■ Required work:
Among the entries below, find each line holding "https" and return it.

**** Exercise material ****

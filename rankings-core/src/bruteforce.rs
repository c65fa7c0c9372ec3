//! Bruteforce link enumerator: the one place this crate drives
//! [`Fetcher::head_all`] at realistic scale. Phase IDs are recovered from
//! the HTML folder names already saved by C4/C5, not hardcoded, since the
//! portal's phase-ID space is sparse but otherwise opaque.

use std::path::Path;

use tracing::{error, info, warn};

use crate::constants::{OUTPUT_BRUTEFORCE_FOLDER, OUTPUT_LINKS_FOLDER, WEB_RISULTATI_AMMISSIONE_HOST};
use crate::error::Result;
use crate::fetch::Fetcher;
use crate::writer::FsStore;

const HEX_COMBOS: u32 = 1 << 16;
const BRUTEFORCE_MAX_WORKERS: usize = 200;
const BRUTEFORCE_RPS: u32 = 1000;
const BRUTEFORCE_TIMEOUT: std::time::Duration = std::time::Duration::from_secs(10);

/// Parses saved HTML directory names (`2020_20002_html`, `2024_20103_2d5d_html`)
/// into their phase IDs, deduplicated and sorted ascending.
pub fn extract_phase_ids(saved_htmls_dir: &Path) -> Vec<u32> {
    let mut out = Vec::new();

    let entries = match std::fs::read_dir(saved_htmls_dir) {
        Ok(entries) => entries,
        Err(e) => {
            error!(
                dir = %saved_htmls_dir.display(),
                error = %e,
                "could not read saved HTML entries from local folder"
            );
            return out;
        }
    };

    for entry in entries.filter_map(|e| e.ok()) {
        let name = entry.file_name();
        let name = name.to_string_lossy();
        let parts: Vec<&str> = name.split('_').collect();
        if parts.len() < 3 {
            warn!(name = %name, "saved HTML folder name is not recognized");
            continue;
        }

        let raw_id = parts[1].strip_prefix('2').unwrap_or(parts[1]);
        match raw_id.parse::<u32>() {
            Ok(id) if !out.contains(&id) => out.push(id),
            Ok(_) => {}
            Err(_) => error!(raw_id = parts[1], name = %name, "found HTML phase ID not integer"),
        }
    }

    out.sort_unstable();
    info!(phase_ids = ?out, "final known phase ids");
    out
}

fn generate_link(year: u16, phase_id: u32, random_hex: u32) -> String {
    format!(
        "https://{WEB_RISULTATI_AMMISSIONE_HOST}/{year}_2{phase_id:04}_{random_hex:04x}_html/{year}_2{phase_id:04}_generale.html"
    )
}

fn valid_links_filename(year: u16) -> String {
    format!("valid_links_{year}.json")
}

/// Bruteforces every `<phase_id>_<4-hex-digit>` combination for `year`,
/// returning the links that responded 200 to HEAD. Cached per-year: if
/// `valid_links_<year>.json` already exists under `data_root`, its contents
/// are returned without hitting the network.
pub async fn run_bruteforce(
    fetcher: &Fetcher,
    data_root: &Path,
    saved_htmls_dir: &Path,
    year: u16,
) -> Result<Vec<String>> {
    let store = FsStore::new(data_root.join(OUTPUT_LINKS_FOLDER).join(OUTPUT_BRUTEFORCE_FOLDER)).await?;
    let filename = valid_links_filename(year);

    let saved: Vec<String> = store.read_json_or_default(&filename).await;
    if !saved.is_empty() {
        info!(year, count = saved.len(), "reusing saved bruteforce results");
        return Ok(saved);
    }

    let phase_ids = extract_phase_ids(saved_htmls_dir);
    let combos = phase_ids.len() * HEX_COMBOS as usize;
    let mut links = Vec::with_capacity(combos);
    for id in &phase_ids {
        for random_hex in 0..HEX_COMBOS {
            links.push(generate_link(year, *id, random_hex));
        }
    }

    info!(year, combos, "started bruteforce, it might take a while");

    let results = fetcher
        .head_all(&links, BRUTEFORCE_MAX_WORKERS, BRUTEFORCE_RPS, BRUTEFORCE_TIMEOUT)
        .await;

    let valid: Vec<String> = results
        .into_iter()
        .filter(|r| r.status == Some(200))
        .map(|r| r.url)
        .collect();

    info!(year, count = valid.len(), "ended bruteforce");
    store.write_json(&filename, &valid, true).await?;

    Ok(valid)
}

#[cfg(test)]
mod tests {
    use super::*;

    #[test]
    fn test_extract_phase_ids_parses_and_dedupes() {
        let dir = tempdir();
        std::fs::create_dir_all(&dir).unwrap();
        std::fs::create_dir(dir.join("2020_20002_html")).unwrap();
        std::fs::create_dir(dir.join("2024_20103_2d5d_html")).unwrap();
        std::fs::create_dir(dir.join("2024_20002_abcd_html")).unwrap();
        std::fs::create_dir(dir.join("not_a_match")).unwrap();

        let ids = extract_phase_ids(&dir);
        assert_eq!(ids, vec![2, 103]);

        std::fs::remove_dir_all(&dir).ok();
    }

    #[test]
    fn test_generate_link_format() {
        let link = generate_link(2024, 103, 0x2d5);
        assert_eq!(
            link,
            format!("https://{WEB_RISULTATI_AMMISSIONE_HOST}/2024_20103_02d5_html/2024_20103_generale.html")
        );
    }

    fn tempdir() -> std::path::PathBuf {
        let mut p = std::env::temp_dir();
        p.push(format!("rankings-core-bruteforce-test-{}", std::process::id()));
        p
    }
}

****

■ Reply to the exercise:
        "https://{WEB_RISULTATI_AMMISSIONE_HOST}/{year}_2{phase_id:04}_{random_hex:04x}_html/{year}_2{phase_id:04}_generale.html"
            format!("https://{WEB_RISULTATI_AMMISSIONE_HOST}/2024_20103_02d5_html/2024_20103_generale.html")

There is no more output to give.